In the Oamaru Cemetery stands a monument to the memory of two small boys. It reads:

In loving memory of Malcolm Welsh Baker, aged three years, and of James Elphinstone Baker, aged five years; who were drowned in their mother’s presence during the breaking up of the ship Star of Tasmania, which, stranded at Oamaru on the evening of February 3, 1868. 

The Star of Tasmania had gone to Oamaru from Port Chalmers to complete her cargo for London. That was in the days of the open roadstead before Oamaru boasted a harbour at all. Terrible storms and floods were experienced at the time and the vessel was observed one afternoon to have parted from her chains and to be drifting, dangerously. Eventually she was steadied with the starboard anchor. Sail was set and an attempt made to get to sea, but this proved abortive. Then she heeled over and the angry seas poured their bulk over her deck, which was stove in; her masts disappeared and the wool, of which she carried over 2000 bales, was precipitated into the sea. 

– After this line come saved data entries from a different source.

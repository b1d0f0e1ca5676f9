use std::sync::Arc;
use std::time::Duration;

use anyhow::{Context, Error, Result};
use async_trait::async_trait;
use axum::body::Bytes;
use futures_util::StreamExt;
use futures_util::stream::BoxStream;
use serde::{Deserialize, Serialize};
use serde_json::{Value, json};

use crate::core::AppConfig;

#[derive(Clone, Serialize, Deserialize, Debug, PartialEq)]
pub enum Role {
    #[serde(rename = "system")]
    System,
    #[serde(rename = "assistant")]
    Assistant,
    #[serde(rename = "user")]
    User,
}

/// A single turn in a conversation.
#[derive(Clone, Serialize, Deserialize, Debug, PartialEq)]
pub struct Message {
    pub role: Role,
    pub content: String,
}

impl Message {
    pub fn new(role: Role, content: &str) -> Self {
        Message {
            role,
            content: content.to_string(),
        }
    }
}

/// Raw response body chunks of a streaming completion.
pub type ChunkStream = BoxStream<'static, Result<Bytes, Error>>;

/// Seam between the chat relay and the upstream completion API.
#[async_trait]
pub trait CompletionClient: Send + Sync {
    /// Request a single completion and return the decoded response
    /// body.
    async fn completion(&self, messages: &[Message]) -> Result<Value, Error>;

    /// Request a streaming completion and return the raw event-stream
    /// body as it arrives.
    async fn completion_stream(&self, messages: &[Message]) -> Result<ChunkStream, Error>;
}

pub type SharedCompletionClient = Arc<dyn CompletionClient>;

/// Client for OpenAI compatible chat completion APIs.
#[derive(Clone, Debug)]
pub struct OpenAiClient {
    http: reqwest::Client,
    api_hostname: String,
    api_key: String,
    model: String,
    timeout: Duration,
}

impl OpenAiClient {
    pub fn new(api_hostname: &str, api_key: &str, model: &str, timeout: Duration) -> Self {
        Self {
            http: reqwest::Client::new(),
            api_hostname: api_hostname.to_string(),
            api_key: api_key.to_string(),
            model: model.to_string(),
            timeout,
        }
    }

    pub fn from_config(config: &AppConfig) -> Self {
        Self::new(
            &config.openai_api_hostname,
            &config.openai_api_key,
            &config.openai_model,
            config.openai_timeout,
        )
    }

    fn url(&self) -> String {
        format!(
            "{}/v1/chat/completions",
            self.api_hostname.trim_end_matches("/")
        )
    }

    async fn send(&self, payload: &Value) -> Result<reqwest::Response, Error> {
        let response = self
            .http
            .post(self.url())
            .bearer_auth(&self.api_key)
            .header("Content-Type", "application/json")
            .timeout(self.timeout)
            .json(payload)
            .send()
            .await
            .context("Completion request failed")?
            .error_for_status()
            .context("Completion API returned an error status")?;
        Ok(response)
    }
}

#[async_trait]
impl CompletionClient for OpenAiClient {
    async fn completion(&self, messages: &[Message]) -> Result<Value, Error> {
        let payload = json!({
            "model": self.model,
            "messages": messages,
        });
        let response = self
            .send(&payload)
            .await?
            .json()
            .await
            .context("Invalid completion response body")?;

        Ok(response)
    }

    async fn completion_stream(&self, messages: &[Message]) -> Result<ChunkStream, Error> {
        let payload = json!({
            "model": self.model,
            "messages": messages,
            "stream": true,
        });
        let response = self.send(&payload).await?;
        let stream = response
            .bytes_stream()
            .map(|chunk| chunk.map_err(Error::from))
            .boxed();

        Ok(stream)
    }
}

/// Content of the first choice of a non-streaming completion. Missing
/// content is treated as an empty reply.
pub fn message_content(resp: &Value) -> String {
    resp["choices"][0]["message"]["content"]
        .as_str()
        .unwrap_or_default()
        .to_string()
}

#[derive(Debug, Default, Deserialize)]
struct ChunkDelta {
    content: Option<String>,
}

#[derive(Debug, Deserialize)]
struct CompletionChunkChoice {
    #[serde(default)]
    delta: ChunkDelta,
}

#[derive(Debug, Deserialize)]
struct CompletionChunk {
    #[serde(default)]
    choices: Vec<CompletionChunkChoice>,
}

/// Extract `choices[0].delta.content` from one streamed completion
/// chunk. Returns `None` when the chunk carries no text.
pub fn delta_content(data: &str) -> Result<Option<String>, serde_json::Error> {
    let chunk = serde_json::from_str::<CompletionChunk>(data)?;
    let content = chunk
        .choices
        .into_iter()
        .next()
        .and_then(|choice| choice.delta.content)
        .filter(|content| !content.is_empty());
    Ok(content)
}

This, however, was occassioning less concern to those on board and spectators from the shore than the fate of the human freight. The crew sought safety in the forecastle, where the two boys of a passenger named Mrs Baker were also placed by her for safety. Captain Culbert was observed to crawl forward, holding Mrs Baker, just before the after part of the vessel gave way. Several attempts made to get lines aboard were unavailing, for the sea was exceptionally rough. Attempts by a sailor to get ashore with a line were equally unsuccessful. The people aboard, however, clung on to their precarious foothold till the tide receded, when most were rescued, a surfboat man named Duncan Young getting aboard with a rope. The victims who perished were Petrie and Brooks and the two lads Baker (aged five and three). 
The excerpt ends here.